The Detention Review in this Case:
Positions of the Parties:
[81] The applicant submits that there was a material change in circumstances. It is submitted that having regard to the new proposed plan of release and anticipated evidence, and in light of the significant time that the applicant has spent in-custody, his continued detention is no longer justified such that he should be released.
[82] The applicant says that he is proposing a strong, enhanced and restrictive plan of supervision. The proposed plan of release now is similar to the plan that was proposed in the initial bail hearing, in that the applicant would be subject to a house arrest condition with 24 hour supervision. However, two new sureties will replace the former. The applicant’s uncle, the applicant’s aunt and his mother will remain as an assisting surety. The applicant’s cousin is also being sought to be added as a complementary surety.
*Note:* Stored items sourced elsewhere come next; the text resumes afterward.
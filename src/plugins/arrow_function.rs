//! Arrow functions bound to top-level variables (analyze phase)
//!
//! `const f = () => ...` and `const f = function () {}` surface as
//! function declarations named after the variable. Mixin-shaped values
//! are left for the mixins plugin.

use anyhow::Result;

use crate::analysis::plugin::{AnalyzeArgs, Plugin};
use crate::ast;
use crate::builders::{function, mixin};
use crate::jsdoc;
use crate::plugins::is_top_level;
use crate::schema::{Declaration, FunctionDeclaration};

pub struct ArrowFunctionPlugin;

impl Plugin for ArrowFunctionPlugin {
    fn name(&self) -> &str {
        "CORE - ARROW-FUNCTION"
    }

    fn analyze(&mut self, args: &mut AnalyzeArgs<'_, '_>) -> Result<()> {
        if !matches!(
            args.node.kind(),
            "lexical_declaration" | "variable_declaration"
        ) || !is_top_level(args.node)
        {
            return Ok(());
        }
        let source = args.source;

        for declarator in ast::find_children_by_kind(args.node, "variable_declarator") {
            let Some(value) = declarator.child_by_field_name("value") else {
                continue;
            };
            if !matches!(value.kind(), "arrow_function" | "function_expression") {
                continue;
            }
            if mixin::detect_mixin(value, source).is_some() {
                continue;
            }
            let Some(name) = declarator
                .child_by_field_name("name")
                .filter(|n| n.kind() == "identifier")
                .map(|n| ast::node_text(n, source).to_string())
            else {
                continue;
            };
            if args.module.has_declaration(&name) {
                continue;
            }

            let doc = jsdoc::for_node(declarator, source);
            let parts = function::build_function_like(value, source, doc.as_ref());
            args.module
                .declarations
                .push(Declaration::Function(FunctionDeclaration {
                    name,
                    description: parts.description,
                    summary: parts.summary,
                    parameters: parts.parameters,
                    return_info: parts.return_info,
                    ignore: parts.ignore,
                }));
        }
        Ok(())
    }
}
Furthermore, GPS monitoring will be implemented, and the new sureties have given evidence through affidavits that they will supplement this with four already-installed Ring security cameras when a door of the house is opened. They will also control and supervise the applicant’s use of any cellphone or electronic device capable of accessing the internet. The presence of these new sureties constitutes a material change in circumstances and addresses the tertiary ground concerns.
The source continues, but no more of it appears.